You might call it my most terrible flaw. Well, I’ll change your mind on that, don’t fretski. I always, always think things will turn out for the better. That’s a tough card to draw for someone at pains to understand the machinations of our leading men.
I’ll be the first to admit, it’s hard to be an optimist this woeful year 2025. I keep saying the most optimistic things possible, and predicting all things will turn out for the better. I make myself a fool with my insights. It’s all a big gamble, guessing how things will go. But there’s no quicker way to be wrong this year than to predict that things will get better.
Because of my compulsion, my peers think I’m crazy. It’s quite impossible to win any friends when you’re an optimist in 2025.
But between the gutting and looting of the American nation (by it’s own nefarious rulers), and these pugnacious cretins barking for war, and the liquidation-murdering of entire nations of people for no other reason than profit-money gain, I’m forced to say that my positive assumptions haven’t panned out.
But still I’m possessed by this merry optimism!
Yet, I’m at pains to declare I haven’t missed the mark totally, which requires some explanation.
Because what is “getting worse,” anyway? What does it mean when the political aphorism of our times, so readily invoked, is “we’re fucked”? I hear it far too often. We’re fucked? Really? As an optimist’s optimist, I simply find that ridiculous.
Everyone’s saying “we’re fucked,” which confuses me somewhat.
Even the Trump crowd, the Maga mob, the online sickos and television addicts, the kooks and Q anon hippies, are saying “we’re fucked.” Transphobes and xenophobes and selfphobes are all saying it.
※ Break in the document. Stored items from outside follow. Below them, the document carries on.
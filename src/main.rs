use std::path::Path;
use std::sync::Arc;

use anyhow::Context;
use tokio::net::TcpListener;
use tokio::signal;
use tracing::{info, warn};
use tracing_appender::non_blocking::WorkerGuard;
use tracing_subscriber::EnvFilter;

use persons_graphql::app_state::AppState;
use persons_graphql::build_router;
use persons_graphql::config::Config;
use persons_graphql::db::pool::get_database;
use persons_graphql::db::queries::person::{MongoPersonStore, PersonStore};

#[tokio::main]
async fn main() -> anyhow::Result<()> {
    let config = Config::from_env().context("Failed to load configuration")?;
    let _log_guard = init_tracing(config.log_dir.as_deref())?;

    let database = get_database(&config)
        .await
        .context("Failed to configure the MongoDB client")?;
    let store: Arc<dyn PersonStore> = Arc::new(MongoPersonStore::new(database));

    // The driver connects lazily; report an unreachable store early without refusing to start.
    if let Err(e) = store.ping().await {
        warn!("MongoDB is not reachable yet: {}", e);
    }

    match config.issuer() {
        Some(issuer) => info!(%issuer, client_id = %config.client_id, "Verifying tokens against identity provider"),
        None => warn!("No OIDC_ISSUER_URI set, verifying HS256 tokens with JWT_SECRET"),
    }

    let state = AppState::from_config(&config, store);
    let app = build_router(state);

    let listener = TcpListener::bind(config.bind_addr)
        .await
        .with_context(|| format!("Failed to bind {}", config.bind_addr))?;
    info!("Server running at http://{}", config.bind_addr);

    axum::serve(listener, app)
        .with_graceful_shutdown(shutdown_signal())
        .await
        .context("Server encountered an error")?;

    info!("Shutdown complete.");
    Ok(())
}

/// Console logging, plus a daily-rolling file under `log_dir` when set.
/// The returned guard flushes the file writer on drop.
fn init_tracing(log_dir: Option<&Path>) -> anyhow::Result<Option<WorkerGuard>> {
    let filter = EnvFilter::try_from_default_env().unwrap_or_else(|_| EnvFilter::new("info"));

    match log_dir {
        Some(dir) => {
            std::fs::create_dir_all(dir)
                .with_context(|| format!("Failed to create log directory {}", dir.display()))?;
            let file_appender = tracing_appender::rolling::daily(dir, "persons-graphql.log");
            let (non_blocking, guard) = tracing_appender::non_blocking(file_appender);

            tracing_subscriber::fmt()
                .with_env_filter(filter)
                .with_target(true)
                .with_ansi(false)
                .with_writer(non_blocking)
                .init();
            Ok(Some(guard))
        }
        None => {
            tracing_subscriber::fmt()
                .with_env_filter(filter)
                .with_target(true)
                .init();
            Ok(None)
        }
    }
}

async fn shutdown_signal() {
    let ctrl_c = async {
        if let Err(e) = signal::ctrl_c().await {
            warn!("Failed to listen for Ctrl+C: {}", e);
            std::future::pending::<()>().await;
        }
    };

    #[cfg(unix)]
    let terminate = async {
        match signal::unix::signal(signal::unix::SignalKind::terminate()) {
            Ok(mut sigterm) => {
                sigterm.recv().await;
            }
            Err(e) => {
                warn!("Failed to listen for SIGTERM: {}", e);
                std::future::pending::<()>().await;
            }
        }
    };

    #[cfg(not(unix))]
    let terminate = std::future::pending::<()>();

    tokio::select! {
        _ = ctrl_c => info!("Received Ctrl+C, shutting down..."),
        _ = terminate => info!("Received SIGTERM, shutting down..."),
    }
}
The centrist liberals and radical liberals and center-left liberals and inside-out liberals are saying “we’re fucked,” along with the social democrats, the lifestyle anarchists, and the long-retired new-dealers whom I see still puttering around at 92 years young. Their perfect utopia of venerable institutions is wrecked, and there’s no reason to carry on. It’s ovah!
There’s different shades of “we’re fucked.” There’s the despair of “we’re fucked” (things will get worse ad nauseam until we’re all packed into ovens), there’s the fatalism of “we’re fucked” (we’re beyond some pale to change the world for the better), and there’s the belly-shaking excitement of “we’re fucked” — the later group we might label as eager accelerationists.
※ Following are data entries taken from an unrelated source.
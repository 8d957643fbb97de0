/// Persisted history records
pub mod history_entry;
/// Decode outcomes and result-area markers
pub mod outcome;
/// Colors and rendering style
pub mod style;

pub use history_entry::{EntryKind, HistoryEntry};
pub use outcome::{DecodeFailure, DecodeResult, DecodeState, is_actionable, is_reserved_marker};
pub use style::{Color, ErrorCorrection, QrStyle};
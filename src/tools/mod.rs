//! Image file helpers shared by the sessions, the frame-directory camera and the CLI

use crate::decoder::ImageDecoder;
use crate::models::{DecodeFailure, DecodeResult};
use base64::Engine;
use base64::engine::general_purpose::STANDARD;
use image::codecs::png::PngEncoder;
use image::{ColorType, ImageEncoder, Rgba, RgbaImage};
use rayon::prelude::*;
use std::fs;
use std::path::{Path, PathBuf};

/// Load an image file as RGBA at its native resolution.
pub fn load_rgba<P: AsRef<Path>>(path: P) -> Result<RgbaImage, image::ImageError> {
    Ok(image::open(path)?.to_rgba8())
}

/// Serialize a raster as PNG bytes.
pub fn png_bytes(image: &RgbaImage) -> Result<Vec<u8>, image::ImageError> {
    let mut bytes = Vec::new();
    PngEncoder::new(&mut bytes).write_image(
        image.as_raw(),
        image.width(),
        image.height(),
        ColorType::Rgba8,
    )?;
    Ok(bytes)
}

/// Wrap PNG bytes as a self-contained `data:` URL.
pub fn png_data_url(png: &[u8]) -> String {
    format!("data:image/png;base64,{}", STANDARD.encode(png))
}

/// Placeholder thumbnail stored with scanned history entries.
pub fn placeholder_data_url() -> Result<String, image::ImageError> {
    const SIDE: u32 = 48;
    const BORDER: u32 = 4;
    let frame = Rgba([0x33, 0x33, 0x33, 0xff]);
    let fill = Rgba([0xee, 0xee, 0xee, 0xff]);
    let image = RgbaImage::from_fn(SIDE, SIDE, |x, y| {
        let edge = x < BORDER || y < BORDER || x >= SIDE - BORDER || y >= SIDE - BORDER;
        if edge { frame } else { fill }
    });
    Ok(png_data_url(&png_bytes(&image)?))
}

/// Decode many image files in parallel.
///
/// Unreadable files report [`DecodeFailure::Other`]; results keep input order.
pub fn decode_batch(paths: &[PathBuf], decoder: &dyn ImageDecoder) -> Vec<(PathBuf, DecodeResult)> {
    paths
        .par_iter()
        .map(|path| {
            let result = match load_rgba(path) {
                Ok(image) => decoder.decode(&image).ok_or(DecodeFailure::NotFound),
                Err(err) => Err(DecodeFailure::Other(format!(
                    "Could not read image {}: {}",
                    path.display(),
                    err
                ))),
            };
            (path.clone(), result)
        })
        .collect()
}

/// Collect image files under `root`, sorted by path.
pub fn collect_images(root: &Path) -> Vec<PathBuf> {
    let mut stack = vec![root.to_path_buf()];
    let mut images = Vec::new();

    while let Some(dir) = stack.pop() {
        let entries = match fs::read_dir(&dir) {
            Ok(entries) => entries,
            Err(_) => continue,
        };

        for entry in entries.flatten() {
            let path = entry.path();
            if path.is_dir() {
                stack.push(path);
                continue;
            }
            if is_image_path(&path) {
                images.push(path);
            }
        }
    }

    images.sort();
    images
}

fn is_image_path(path: &Path) -> bool {
    match path.extension() {
        Some(ext) => {
            let ext = ext.to_string_lossy().to_lowercase();
            matches!(ext.as_str(), "png" | "jpg" | "jpeg" | "gif" | "bmp")
        }
        None => false,
    }
}
use anyhow::{Context, Result};
use clap::{Parser, Subcommand};
use qr_studio::actions::{SystemClipboard, UnsupportedShare};
use qr_studio::camera::{FrameDirectoryCamera, ScanBox};
use qr_studio::config::Settings;
use qr_studio::notify::ConsoleNotifier;
use qr_studio::session::{EncodeState, Upload};
use qr_studio::tools::decode_batch;
use qr_studio::{
    AppContext, Color, DecodeState, ErrorCorrection, GeneratorPage, QrStyle, QrcodeEncoder,
    RqrrDecoder, ScannerPage,
};
use std::path::PathBuf;
use std::sync::Arc;
use std::time::Instant;
use tracing::info;
use tracing_subscriber::{layer::SubscriberExt, util::SubscriberInitExt};

#[derive(Parser)]
#[command(name = "qrtool", version, about = "Scan and generate QR codes")]
struct Cli {
    /// Directory holding history and preferences
    #[arg(long, global = true)]
    data_dir: Option<PathBuf>,
    /// Directory downloads are written to
    #[arg(long, global = true)]
    download_dir: Option<PathBuf>,
    /// Debug logging
    #[arg(short, long, global = true)]
    verbose: bool,
    #[command(subcommand)]
    command: Command,
}

#[derive(Subcommand)]
enum Command {
    /// Decode QR codes from image files
    Decode {
        /// Images to decode; more than one runs in parallel
        #[arg(required = true)]
        images: Vec<PathBuf>,
        /// Copy the decoded text
        #[arg(long)]
        copy: bool,
        /// Share the decoded text
        #[arg(long)]
        share: bool,
        /// Save the decoded text to history
        #[arg(long)]
        save: bool,
    },
    /// Scan frames from a camera frame directory until one decodes
    Scan {
        /// Directory of frame images, read in path order
        #[arg(long)]
        frames: PathBuf,
        /// Frames scanned per second
        #[arg(long)]
        fps: Option<u32>,
        /// Side of the central detection box in pixels
        #[arg(long = "box")]
        scan_box: Option<u32>,
        /// Copy the decoded text
        #[arg(long)]
        copy: bool,
        /// Save the decoded text to history
        #[arg(long)]
        save: bool,
    },
    /// Generate a QR code
    Encode {
        /// Text to encode
        text: String,
        /// Dark module color
        #[arg(long, default_value = "#000000")]
        fg: Color,
        /// Background color
        #[arg(long, default_value = "#ffffff")]
        bg: Color,
        /// Width in pixels
        #[arg(long, default_value_t = 256)]
        width: u32,
        /// Error correction: L, M, Q or H
        #[arg(long, default_value = "M")]
        ec: ErrorCorrection,
        /// Quiet zone in modules
        #[arg(long, default_value_t = 2)]
        margin: u32,
        /// Share the image (downloads when sharing is unavailable)
        #[arg(long)]
        share: bool,
        /// Skip saving the PNG into the downloads directory
        #[arg(long)]
        no_download: bool,
        /// Save the code to history
        #[arg(long)]
        save: bool,
    },
    /// Show or clear saved history
    History {
        /// Remove every entry
        #[arg(long)]
        clear: bool,
        /// Print entries as JSON
        #[arg(long)]
        json: bool,
    },
    /// Show or toggle the dark-mode preference
    Theme {
        /// Flip the stored preference
        #[arg(long)]
        toggle: bool,
    },
}

#[tokio::main]
async fn main() -> Result<()> {
    let cli = Cli::parse();

    let mut settings = Settings::from_env();
    if let Some(dir) = cli.data_dir.clone() {
        settings.data_dir = dir;
    }
    if let Some(dir) = cli.download_dir.clone() {
        settings.download_dir = dir;
    }

    let log_level = if cli.verbose || settings.debug { "debug" } else { "info" };
    tracing_subscriber::registry()
        .with(
            tracing_subscriber::EnvFilter::try_from_default_env()
                .unwrap_or_else(|_| format!("qr_studio={log_level},qrtool={log_level}").into()),
        )
        .with(tracing_subscriber::fmt::layer().with_writer(std::io::stderr))
        .init();

    let context = AppContext::open(settings, Arc::new(ConsoleNotifier))
        .context("failed to open data directory")?;

    match cli.command {
        Command::Decode {
            images,
            copy,
            share,
            save,
        } => decode_cmd(&context, images, copy, share, save).await,
        Command::Scan {
            frames,
            fps,
            scan_box,
            copy,
            save,
        } => scan_cmd(context, frames, fps, scan_box, copy, save).await,
        Command::Encode {
            text,
            fg,
            bg,
            width,
            ec,
            margin,
            share,
            no_download,
            save,
        } => {
            let style = QrStyle {
                foreground: fg,
                background: bg,
                width,
                error_correction: ec,
                margin,
            };
            encode_cmd(&context, &text, &style, share, !no_download, save)
        }
        Command::History { clear, json } => history_cmd(&context, clear, json),
        Command::Theme { toggle } => theme_cmd(context, toggle),
    }
}

fn scanner_page(context: &AppContext) -> ScannerPage {
    let actions =
        context.result_actions(Box::new(SystemClipboard::new()), Box::new(UnsupportedShare));
    ScannerPage::new(context, Arc::new(RqrrDecoder::new()), actions)
}

fn generator_page(context: &AppContext) -> GeneratorPage {
    let actions =
        context.result_actions(Box::new(SystemClipboard::new()), Box::new(UnsupportedShare));
    GeneratorPage::new(context, Arc::new(QrcodeEncoder::new()), actions)
}

async fn decode_cmd(
    context: &AppContext,
    images: Vec<PathBuf>,
    copy: bool,
    share: bool,
    save: bool,
) -> Result<()> {
    if images.len() > 1 {
        let start = Instant::now();
        let results = decode_batch(&images, &RqrrDecoder::new());
        let hits = results.iter().filter(|(_, r)| r.is_ok()).count();
        for (path, result) in &results {
            let shown = match result {
                Ok(text) => text.clone(),
                Err(failure) => failure.marker(),
            };
            println!("{}: {}", path.display(), shown);
        }
        info!(hits, total = results.len(), elapsed = ?start.elapsed(), "batch decode finished");
        return Ok(());
    }

    let mut page = scanner_page(context);
    let path = &images[0];
    let upload = Upload::from_path(path)
        .await
        .with_context(|| format!("failed to read {}", path.display()))?;
    page.session_mut().decode_upload(Some(upload)).await;
    println!("{}", page.displayed_text());
    finish_scan(&mut page, copy, share, save)
}

async fn scan_cmd(
    mut context: AppContext,
    frames: PathBuf,
    fps: Option<u32>,
    scan_box: Option<u32>,
    copy: bool,
    save: bool,
) -> Result<()> {
    if let Some(fps) = fps {
        context.settings.scan.fps = fps.clamp(1, 60);
    }
    if let Some(side) = scan_box {
        context.settings.scan.scan_box = ScanBox::square(side.max(1));
    }

    let mut page = scanner_page(&context);
    let session = page.session_mut();
    session.open_camera(FrameDirectoryCamera::new(&frames)).await;
    if session.is_camera_open() {
        tokio::select! {
            _ = session.await_camera() => {}
            _ = tokio::signal::ctrl_c() => {}
        }
        // Interrupted: release the device before exiting
        if session.is_camera_open() {
            session.close_camera().await;
        }
    }
    println!("{}", page.displayed_text());
    finish_scan(&mut page, copy, false, save)
}

fn finish_scan(page: &mut ScannerPage, copy: bool, share: bool, save: bool) -> Result<()> {
    if !matches!(page.session().state(), DecodeState::Succeeded(_)) {
        return Ok(());
    }
    if copy {
        page.copy()?;
    }
    if share {
        page.share()?;
    }
    if save {
        page.save_to_history()?;
    }
    Ok(())
}

fn encode_cmd(
    context: &AppContext,
    text: &str,
    style: &QrStyle,
    share: bool,
    download: bool,
    save: bool,
) -> Result<()> {
    let mut page = generator_page(context);

    match page.generate(text, style) {
        EncodeState::Succeeded(result) => {
            info!(width = result.width(), "generated");
        }
        EncodeState::Failed(message) => anyhow::bail!("{message}"),
        EncodeState::Idle | EncodeState::Generating => anyhow::bail!("nothing to encode"),
    }

    if share {
        page.share()?;
    } else if download {
        page.download()?;
    }
    if save {
        page.save_to_history()?;
    }
    Ok(())
}

fn history_cmd(context: &AppContext, clear: bool, json: bool) -> Result<()> {
    let history = context.history();
    if clear {
        history.clear()?;
        println!("History cleared.");
        return Ok(());
    }

    if json {
        println!("{}", serde_json::to_string_pretty(&history.load_all())?);
        return Ok(());
    }

    // Announces the count (or the empty state) through the notifier
    let entries = generator_page(context).view_history();
    for (i, entry) in entries.iter().enumerate() {
        let style = match (entry.color, entry.bg_color, entry.size) {
            (Some(fg), Some(bg), Some(size)) => format!(" [{fg} on {bg}, {size}px]"),
            _ => String::new(),
        };
        println!(
            "{:>2}. {} {:?}: {}{}",
            i + 1,
            entry.timestamp.format("%Y-%m-%d %H:%M:%S"),
            entry.kind,
            entry.text,
            style
        );
    }
    Ok(())
}

fn theme_cmd(mut context: AppContext, toggle: bool) -> Result<()> {
    let theme = if toggle {
        context.toggle_dark_mode()?
    } else {
        context.theme
    };
    println!("{:?} (toggle: {})", theme, theme.toggle_label());
    Ok(())
}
I throw them all in the same group of bores: vulgar pessimists.
I, Ivanto Fretski the optimist’s optimist, am forced to conclude that nobody knows what to do to save the nation or its power, or reverse its decline, or even what type of future we want to live in, or what we believe in, or if we’re really a nation any longer. Or fix the climate or recover our senses, or tell right from wrong, or truth from lie. Yes, even I can admit the present world is a broken one.
I’ve long resisted the appeal of accelerationism because it seemed too violent and cathartic to me. But everything changes, and if things change fast then that can’t be too abnormal, eh? Accelerationist mentality is a very good way to cope with nonstop catastrophic implosions of US power, economy, society, and ideology, but it invites its own sense of despair known as “nothing ever happens.” Even the accelerationists have their own version of “we’re fucked”— that everything will carry on. They too say “we’re fucked,” because nothings falling apart fast enough for them.
I have to wonder what that means, because to me it just seems like highly-refined cope. Being an accelerationist is no more than cheering when things fall apart. Being an accelerationist means popping champagne when the treasury bond market tanks, or Tesla gets margin-called, or Jerome Powell being lynched in front of the Federal Reserve. Celebrating things falling apart isn’t a very articulate ideology. It’s spectator sport.
Nobody’s an optimist anymore, so my camp is very lonely. Some might say I’m the last optimist in the world. In 2025, optimism is simply unfashionable. But I resent when it’s called unrealistic.
Now— I recant my earlier statement. I actually find it easy to be an optimist, especially now. I’m an optimist for optimism’s sake. I began to think: maybe I’m not wrong, it’s just my time scale needs calibration!
When I, Ivanto Fretski the optimist, said that things will get better, things will be great, etc., I’m still correct. It just happens that the timeframe is off. Things will get better, eventually! Whether that eventually happens within my lifespan (or yours, dear reader) is not for me to say. But rest assured: things are gonna get better. Perhaps we’ll experience those better times, or we’ll die before then! I’m optimistic that at some time in the future, however far away, things will get better.
Does it feel wretched sometimes, to be an optimist? Sure, sure. Like when I’m laying warm and comfortable in bed, spread out and think: all is right in the world, nothing is fundamentally wrong with it, etc… but I remember there’s a famine-genocide in Gaza. Six hundred thousand people haven’t eaten in 4+ days. Even the journalists there are starving to death. Ancient churches bombed to dust, no cities remaining, only corpses with fewer and fewer to bury the dead each day.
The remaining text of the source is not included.